### [Task]
Give back the data in full, with every line exact.

── Record set ──

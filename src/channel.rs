/*
    fluxcodec
    https://github.com/dbalsom/fluxcodec

    Copyright 2024-2025 Daniel Balsom

    Permission is hereby granted, free of charge, to any person obtaining a
    copy of this software and associated documentation files (the “Software”),
    to deal in the Software without restriction, including without limitation
    the rights to use, copy, modify, merge, publish, distribute, sublicense,
    and/or sell copies of the Software, and to permit persons to whom the
    Software is furnished to do so, subject to the following conditions:

    The above copyright notice and this permission notice shall be included in
    all copies or substantial portions of the Software.

    THE SOFTWARE IS PROVIDED “AS IS”, WITHOUT WARRANTY OF ANY KIND, EXPRESS OR
    IMPLIED, INCLUDING BUT NOT LIMITED TO THE WARRANTIES OF MERCHANTABILITY,
    FITNESS FOR A PARTICULAR PURPOSE AND NONINFRINGEMENT. IN NO EVENT SHALL THE
    AUTHORS OR COPYRIGHT HOLDERS BE LIABLE FOR ANY CLAIM, DAMAGES OR OTHER
    LIABILITY, WHETHER IN AN ACTION OF CONTRACT, TORT OR OTHERWISE, ARISING
    FROM, OUT OF OR IN CONNECTION WITH THE SOFTWARE OR THE USE OR OTHER
    DEALINGS IN THE SOFTWARE.

    --------------------------------------------------------------------------

    src/channel.rs

    The decode channel: detectors, auto-detector and multiplexer advanced as
    one synchronous dataflow graph.
*/

//! One `step()` call per `bit_valid` sample. All detectors run every tick
//! regardless of the selected mode - the auto-detector requires simultaneous
//! visibility into all candidates. Only the multiplexer's selection and the
//! auto-detector's lock state are shared per tick; no component mutates
//! another's state directly.

use crate::{
    autodetect::AutoDetector,
    codec::DecodedByte,
    detector::{detector_bank, SyncDetector, SyncEvent},
    mux::EncodingMultiplexer,
    types::{AddressMark, ChannelStatus, EncodingMode},
};
use bit_vec::BitVec;

/// Channel configuration, passed at construction. Replaces the global I/O
/// base registers of the original controller: all state is per-channel.
#[derive(Copy, Clone, Debug)]
pub struct ChannelConfig {
    pub initial_mode: EncodingMode,
    pub auto_detect: bool,
}

impl Default for ChannelConfig {
    fn default() -> Self {
        ChannelConfig {
            initial_mode: EncodingMode::Mfm,
            auto_detect: true,
        }
    }
}

/// The result of advancing the channel by one sample.
#[derive(Clone, Debug, Default)]
pub struct ChannelTick {
    pub status: ChannelStatus,
    /// Decoded byte, at most one per tick.
    pub rx: Option<DecodedByte>,
    /// Classified address mark, at most one per tick.
    pub am: Option<AddressMark>,
    /// Set when the auto-detector switched the selected mode this tick.
    pub mode_changed: Option<EncodingMode>,
}

#[derive(Clone)]
pub struct DecodeChannel {
    config: ChannelConfig,
    detectors: Vec<Box<dyn SyncDetector>>,
    autodetect: AutoDetector,
    mux: EncodingMultiplexer,
}

impl DecodeChannel {
    pub fn new(config: ChannelConfig) -> Self {
        DecodeChannel {
            config,
            detectors: detector_bank(),
            autodetect: AutoDetector::with_candidate(config.initial_mode),
            mux: EncodingMultiplexer::new(config.initial_mode),
        }
    }

    pub fn mode(&self) -> EncodingMode {
        self.mux.mode()
    }

    pub fn detection_state(&self) -> &crate::autodetect::DetectionState {
        self.autodetect.state()
    }

    /// Manually select an encoding mode. Meaningful when auto-detection is
    /// disabled; with auto-detection enabled the detector may override it on
    /// the next sync edge.
    pub fn select_mode(&mut self, mode: EncodingMode) {
        self.mux.select(mode);
    }

    /// Reset all detectors, the detection state and the codec bank, returning
    /// to the configured initial mode.
    pub fn reset(&mut self) {
        for detector in self.detectors.iter_mut() {
            detector.reset();
        }
        self.autodetect = AutoDetector::with_candidate(self.config.initial_mode);
        self.mux.reset();
        self.mux.select(self.config.initial_mode);
    }

    /// Advance the channel by one sample.
    pub fn step(&mut self, cell: bool) -> ChannelTick {
        let mut tick = ChannelTick::default();

        // Decode first: a mode switch or re-alignment triggered by this
        // sample applies from the next sample on.
        if let Some(byte) = self.mux.decode_cell(cell) {
            tick.status |= ChannelStatus::RX_VALID;
            if byte.error {
                tick.status |= ChannelStatus::RX_ERROR;
            }
            tick.rx = Some(byte);
        }

        // All detectors run unconditionally, every tick.
        let mut events: Vec<SyncEvent> = Vec::new();
        for detector in self.detectors.iter_mut() {
            if let Some(event) = detector.step(cell) {
                events.push(event);
            }
        }

        if let Some(resolved) = AutoDetector::resolve(&events) {
            tick.status |= ChannelStatus::SYNC_DETECTED;
            if let Some(mark) = resolved.mark {
                tick.status |= ChannelStatus::AM_DETECTED;
                tick.am = Some(AddressMark {
                    mark,
                    mode: resolved.mode,
                });
            }

            if self.config.auto_detect {
                if let Some(new_mode) = self.autodetect.observe(resolved.mode) {
                    self.mux.select(new_mode);
                    tick.mode_changed = Some(new_mode);
                }
            }

            // A sync pattern that just completed for the selected scheme
            // re-aligns the codec: the next cell starts a fresh symbol.
            if resolved.mode == self.mux.mode() {
                self.mux.align();
            }
        }

        if self.autodetect.is_locked() {
            tick.status |= ChannelStatus::LOCKED;
        }
        tick
    }

    /// Encode a buffer through the selected codec (tx path).
    pub fn encode_bytes(&mut self, data: &[u8]) -> BitVec {
        let mut cells = BitVec::new();
        for &byte in data {
            self.mux.encode_byte(byte, &mut cells);
        }
        self.mux.flush(&mut cells);
        cells
    }

    /// Encode a single byte with address-mark clocking (tx path).
    pub fn encode_mark(&mut self, byte: u8) -> BitVec {
        let mut cells = BitVec::new();
        self.mux.encode_mark(byte, &mut cells);
        cells
    }
}

impl Default for DecodeChannel {
    fn default() -> Self {
        Self::new(ChannelConfig::default())
    }
}
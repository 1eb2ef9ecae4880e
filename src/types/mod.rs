/*
    fluxcodec
    https://github.com/dbalsom/fluxcodec

    Copyright 2024-2025 Daniel Balsom

    Permission is hereby granted, free of charge, to any person obtaining a
    copy of this software and associated documentation files (the “Software”),
    to deal in the Software without restriction, including without limitation
    the rights to use, copy, modify, merge, publish, distribute, sublicense,
    and/or sell copies of the Software, and to permit persons to whom the
    Software is furnished to do so, subject to the following conditions:

    The above copyright notice and this permission notice shall be included in
    all copies or substantial portions of the Software.

    THE SOFTWARE IS PROVIDED “AS IS”, WITHOUT WARRANTY OF ANY KIND, EXPRESS OR
    IMPLIED, INCLUDING BUT NOT LIMITED TO THE WARRANTIES OF MERCHANTABILITY,
    FITNESS FOR A PARTICULAR PURPOSE AND NONINFRINGEMENT. IN NO EVENT SHALL THE
    AUTHORS OR COPYRIGHT HOLDERS BE LIABLE FOR ANY CLAIM, DAMAGES OR OTHER
    LIABILITY, WHETHER IN AN ACTION OF CONTRACT, TORT OR OTHERWISE, ARISING
    FROM, OUT OF OR IN CONNECTION WITH THE SOFTWARE OR THE USE OR OTHER
    DEALINGS IN THE SOFTWARE.

    --------------------------------------------------------------------------
*/

pub mod enums;
pub mod flags;

pub use enums::{AddressMark, AddressMarkType, EncodingMode};
pub use flags::ChannelStatus;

───

### [Answer for the task]
filename src/channel.rs
/*
    fluxcodec
    https://github.com/dbalsom/fluxcodec

    Copyright 2024-2025 Daniel Balsom

    Permission is hereby granted, free of charge, to any person obtaining a
    copy of this software and associated documentation files (the “Software”),
    to deal in the Software without restriction, including without limitation
    the rights to use, copy, modify, merge, publish, distribute, sublicense,
    and/or sell copies of the Software, and to permit persons to whom the
    Software is furnished to do so, subject to the following conditions:

    The above copyright notice and this permission notice shall be included in
    all copies or substantial portions of the Software.

    THE SOFTWARE IS PROVIDED “AS IS”, WITHOUT WARRANTY OF ANY KIND, EXPRESS OR
    IMPLIED, INCLUDING BUT NOT LIMITED TO THE WARRANTIES OF MERCHANTABILITY,
    FITNESS FOR A PARTICULAR PURPOSE AND NONINFRINGEMENT. IN NO EVENT SHALL THE
    AUTHORS OR COPYRIGHT HOLDERS BE LIABLE FOR ANY CLAIM, DAMAGES OR OTHER
    LIABILITY, WHETHER IN AN ACTION OF CONTRACT, TORT OR OTHERWISE, ARISING
    FROM, OUT OF OR IN CONNECTION WITH THE SOFTWARE OR THE USE OR OTHER
    DEALINGS IN THE SOFTWARE.

    --------------------------------------------------------------------------

    src/channel.rs

    The decode channel: detectors, auto-detector and multiplexer advanced as
    one synchronous dataflow graph.
*/

//! One `step()` call per `bit_valid` sample. All detectors run every tick
//! regardless of the selected mode - the auto-detector requires simultaneous
//! visibility into all candidates. Only the multiplexer's selection and the
//! auto-detector's lock state are shared per tick; no component mutates
//! another's state directly.

use crate::{
    autodetect::AutoDetector,
    codec::DecodedByte,
    detector::{detector_bank, SyncDetector, SyncEvent},
    mux::EncodingMultiplexer,
    types::{AddressMark, ChannelStatus, EncodingMode},
};
use bit_vec::BitVec;

/// Channel configuration, passed at construction. Replaces the global I/O
/// base registers of the original controller: all state is per-channel.
#[derive(Copy, Clone, Debug)]
pub struct ChannelConfig {
    pub initial_mode: EncodingMode,
    pub auto_detect: bool,
}

impl Default for ChannelConfig {
    fn default() -> Self {
        ChannelConfig {
            initial_mode: EncodingMode::Mfm,
            auto_detect: true,
        }
    }
}

/// The result of advancing the channel by one sample.
#[derive(Clone, Debug, Default)]
pub struct ChannelTick {
    pub status: ChannelStatus,
    /// Decoded byte, at most one per tick.
    pub rx: Option<DecodedByte>,
    /// Classified address mark, at most one per tick.
    pub am: Option<AddressMark>,
    /// Set when the auto-detector switched the selected mode this tick.
    pub mode_changed: Option<EncodingMode>,
}

#[derive(Clone)]
pub struct DecodeChannel {
    config: ChannelConfig,
    detectors: Vec<Box<dyn SyncDetector>>,
    autodetect: AutoDetector,
    mux: EncodingMultiplexer,
}

impl DecodeChannel {
    pub fn new(config: ChannelConfig) -> Self {
        DecodeChannel {
            config,
            detectors: detector_bank(),
            autodetect: AutoDetector::with_candidate(config.initial_mode),
            mux: EncodingMultiplexer::new(config.initial_mode),
        }
    }

    pub fn mode(&self) -> EncodingMode {
        self.mux.mode()
    }

    pub fn detection_state(&self) -> &crate::autodetect::DetectionState {
        self.autodetect.state()
    }

    /// Manually select an encoding mode. Meaningful when auto-detection is
    /// disabled; with auto-detection enabled the detector may override it on
    /// the next sync edge.
    pub fn select_mode(&mut self, mode: EncodingMode) {
        self.mux.select(mode);
    }

    /// Reset all detectors, the detection state and the codec bank, returning
    /// to the configured initial mode.
    pub fn reset(&mut self) {
        for detector in self.detectors.iter_mut() {
            detector.reset();
        }
        self.autodetect = AutoDetector::with_candidate(self.config.initial_mode);
        self.mux.reset();
        self.mux.select(self.config.initial_mode);
    }

    /// Advance the channel by one sample.
    pub fn step(&mut self, cell: bool) -> ChannelTick {
        let mut tick = ChannelTick::default();

        // Decode first: a mode switch or re-alignment triggered by this
        // sample applies from the next sample on.
        if let Some(byte) = self.mux.decode_cell(cell) {
            tick.status |= ChannelStatus::RX_VALID;
            if byte.error {
                tick.status |= ChannelStatus::RX_ERROR;
            }
            tick.rx = Some(byte);
        }

        // All detectors run unconditionally, every tick.
        let mut events: Vec<SyncEvent> = Vec::new();
        for detector in self.detectors.iter_mut() {
            if let Some(event) = detector.step(cell) {
                events.push(event);
            }
        }

        if let Some(resolved) = AutoDetector::resolve(&events) {
            tick.status |= ChannelStatus::SYNC_DETECTED;
            if let Some(mark) = resolved.mark {
                tick.status |= ChannelStatus::AM_DETECTED;
                tick.am = Some(AddressMark {
                    mark,
                    mode: resolved.mode,
                });
            }

            if self.config.auto_detect {
                if let Some(new_mode) = self.autodetect.observe(resolved.mode) {
                    self.mux.select(new_mode);
                    tick.mode_changed = Some(new_mode);
                }
            }

            // A sync pattern that just completed for the selected scheme
            // re-aligns the codec: the next cell starts a fresh symbol.
            if resolved.mode == self.mux.mode() {
                self.mux.align();
            }
        }

        if self.autodetect.is_locked() {
            tick.status |= ChannelStatus::LOCKED;
        }
        tick
    }

    /// Encode a buffer through the selected codec (tx path).
    pub fn encode_bytes(&mut self, data: &[u8]) -> BitVec {
        let mut cells = BitVec::new();
        for &byte in data {
            self.mux.encode_byte(byte, &mut cells);
        }
        self.mux.flush(&mut cells);
        cells
    }

    /// Encode a single byte with address-mark clocking (tx path).
    pub fn encode_mark(&mut self, byte: u8) -> BitVec {
        let mut cells = BitVec::new();
        self.mux.encode_mark(byte, &mut cells);
        cells
    }
}

impl Default for DecodeChannel {
    fn default() -> Self {
        Self::new(ChannelConfig::default())
    }
}
repository 1eb2ef9ecae4880e
filename src/types/mod.rs
/*
    fluxcodec
    https://github.com/dbalsom/fluxcodec

    Copyright 2024-2025 Daniel Balsom

    Permission is hereby granted, free of charge, to any person obtaining a
    copy of this software and associated documentation files (the “Software”),
    to deal in the Software without restriction, including without limitation
    the rights to use, copy, modify, merge, publish, distribute, sublicense,
    and/or sell copies of the Software, and to permit persons to whom the
    Software is furnished to do so, subject to the following conditions:

    The above copyright notice and this permission notice shall be included in
    all copies or substantial portions of the Software.

    THE SOFTWARE IS PROVIDED “AS IS”, WITHOUT WARRANTY OF ANY KIND, EXPRESS OR
    IMPLIED, INCLUDING BUT NOT LIMITED TO THE WARRANTIES OF MERCHANTABILITY,
    FITNESS FOR A PARTICULAR PURPOSE AND NONINFRINGEMENT. IN NO EVENT SHALL THE
    AUTHORS OR COPYRIGHT HOLDERS BE LIABLE FOR ANY CLAIM, DAMAGES OR OTHER
    LIABILITY, WHETHER IN AN ACTION OF CONTRACT, TORT OR OTHERWISE, ARISING
    FROM, OUT OF OR IN CONNECTION WITH THE SOFTWARE OR THE USE OR OTHER
    DEALINGS IN THE SOFTWARE.

    --------------------------------------------------------------------------
*/

pub mod enums;
pub mod flags;

pub use enums::{AddressMark, AddressMarkType, EncodingMode};
pub use flags::ChannelStatus;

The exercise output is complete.